» Problem:
For this exercise, copy out each line of the material below that includes "outputs".
_ _ _ _ _
//! # Awful Fact Check
//!
//! Extracts short factual claims from syndicated news feeds and scores each
//! one by how widely it is repeated across independent outlets and whether
//! dedicated fact-checking feeds are discussing it.
//!
//! ## Modules
//!
//! - [`feeds`]: RSS/Atom parsing behind the [`feeds::XmlParser`] capability,
//!   the default feed catalog, and the loaded-language neutralizer
//! - [`engine`]: sentence segmentation, claim extraction, cross-referencing
//!   and confidence scoring
//! - [`fetch`]: HTTP fetching with proxy fallback and retries
//! - [`outputs`]: JSON and Markdown writers
//! - [`config`], [`error`], [`models`], [`utils`]
//!
//! ## Example
//!
//! ```ignore
//! use awful_fact_check::{Engine, EngineConfig, QuickXmlParser};
//!
//! let engine = Engine::new(EngineConfig::default())?;
//! let output = engine.analyze_feeds(&QuickXmlParser, &mainstream, &fact_checks);
//! println!("{} claims", output.stats.claim_count);
//! ```

pub mod config;
pub mod engine;
pub mod error;
pub mod feeds;
pub mod fetch;
pub mod models;
pub mod outputs;
pub mod utils;

pub use config::{Config, EngineConfig};
pub use engine::Engine;
pub use feeds::{parse_feed, QuickXmlParser, XmlParser};
pub use models::{
    AnalysisOutput, Article, ArticleReport, Claim, ClaimReport, Edition, FactCheckEntry,
    FeedText, Match, MatchKind, RunStats,
};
_ _ _ _ _
» Result for this task:
//! - [`outputs`]: JSON and Markdown writers
pub mod outputs;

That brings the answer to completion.